Bernardo: I am currently in Uganda working on a fish farming project in cooperation with Maple Microdevelopment, an Oregon based NGO. I keep a blog that both gives regular updates on the progress of the project and shares my insights, more often guesses, on the country and the local culture. The blog also contains photos of the work I am carrying out.
Noah: I’m in Guatemala this summer, and my blog follows research I’m undertaking for my MALD thesis, regarding the cultural impacts of large dams on indigenous communities.
Nathan: My blog includes thoughts on international development work and my reflections on living abroad.
Ashirul (PhD student): I’m trying to jump start this Tufts site, and the hope is to get other bloggers to post, too, in addition to just myself. The blog is focused on inclusive commerce and financial inclusion.

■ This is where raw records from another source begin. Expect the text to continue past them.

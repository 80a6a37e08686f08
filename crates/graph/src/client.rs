//! Bearer-authenticated Microsoft Graph requests on behalf of a user.

use std::sync::Arc;

use {
    assistant_common::AssistantError,
    assistant_oauth::DelegatedSession,
    reqwest::Method,
    secrecy::ExposeSecret,
    serde_json::{Value, json},
    tracing::{debug, warn},
};

pub const GRAPH_BASE_URL: &str = "https://graph.microsoft.com/v1.0";

pub struct GraphClient {
    http: reqwest::Client,
    base_url: String,
    session: Arc<DelegatedSession>,
}

impl GraphClient {
    pub fn new(session: Arc<DelegatedSession>) -> Self {
        Self {
            http: reqwest::Client::new(),
            base_url: GRAPH_BASE_URL.to_string(),
            session,
        }
    }

    pub fn with_base_url(mut self, base_url: impl Into<String>) -> Self {
        self.base_url = base_url.into().trim_end_matches('/').to_string();
        self
    }

    pub fn session(&self) -> &Arc<DelegatedSession> {
        &self.session
    }

    /// Send a request to `path` (relative to the v1.0 root).
    ///
    /// Error statuses become `HTTP {status}: {error.message}`; a 401 also
    /// logs the user out. DELETE and 204 responses yield `{"success": true}`.
    pub async fn request(&self, user_id: &str, method: Method, path: &str, body: Option<&Value>) -> anyhow::Result<Value> {
        let token = self.session.access_token(user_id).await?;
        let url = format!("{}{path}", self.base_url);
        let mut req = self
            .http
            .request(method.clone(), &url)
            .bearer_auth(token.expose_secret());
        if let Some(body) = body {
            req = req.json(body);
        }

        let resp = req.send().await?;
        let status = resp.status();
        if status.as_u16() >= 400 {
            let text = resp.text().await.unwrap_or_default();
            let detail = serde_json::from_str::<Value>(&text)
                .ok()
                .map(|v| match v["error"]["message"].as_str() {
                    Some(m) => m.to_string(),
                    None => v.to_string(),
                })
                .unwrap_or(text);
            if status.as_u16() == 401 {
                warn!(provider = self.session.provider(), user_id, "graph rejected token, logging out");
                self.session.logout(user_id);
            }
            return Err(AssistantError::upstream(status.as_u16(), detail).into());
        }

        debug!(%method, path, status = status.as_u16(), "graph request ok");
        if method == Method::DELETE || status.as_u16() == 204 {
            return Ok(json!({"success": true}));
        }
        Ok(resp.json().await?)
    }

    pub async fn get(&self, user_id: &str, path: &str) -> anyhow::Result<Value> {
        self.request(user_id, Method::GET, path, None).await
    }

    pub async fn post(&self, user_id: &str, path: &str, body: &Value) -> anyhow::Result<Value> {
        self.request(user_id, Method::POST, path, Some(body)).await
    }

    pub async fn patch(&self, user_id: &str, path: &str, body: &Value) -> anyhow::Result<Value> {
        self.request(user_id, Method::PATCH, path, Some(body)).await
    }

    pub async fn delete(&self, user_id: &str, path: &str) -> anyhow::Result<Value> {
        self.request(user_id, Method::DELETE, path, None).await
    }
}

/// The `value` array of a Graph collection response.
pub(crate) fn collection(response: &Value) -> &[Value] {
    response["value"].as_array().map(Vec::as_slice).unwrap_or_default()
}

Mallory: I am in Rwanda this summer, working with Initiatives for Peace and Human Rights, a Rwandan non-profit that promotes good governance and the protection of human rights as a means of ensuring sustainable peace. While here, I am helping to establish a mediation center and to coordinate the implementation of a Mobile Legal Aid Clinic, and am learning a mind-swelling amount about reconciliation and transitional justice — all of which will be recorded here!
Blake: My bureau (Arms Control, Verification and Compliance) asked me to write a short post for the State Department blog on the President’s Speech in Prague in 2009 (calling for world without nukes, etc).
Katherine: This is the Search for Common Ground blog, with a post I contributed from Rwanda.
Finally, not a blog, but student writing nonetheless. Elia, who is interning this summer in Libya, sent a note on last week’s election to the Social List. Under the subject line “I wish you all…” he wrote:
In this moment of jubilation in Tripoli, let me wish all of you the chance to experience — either directly for your own country, or indirectly through friends — a peoples’ first opportunity at political self-determination.
No matter the likely political troubles ahead, no matter democracy’s many flaws, no matter how much of a transitional government this new government in Libya will still be, the weight of today’s simple exercise is source of immeasurable joy in its own for millions of Libyans. You just can’t put it in words.
Witnessing fellow human beings go through something like this is truly extraordinary.
–A European who never had to fight with guns for the right to vote for his leaders.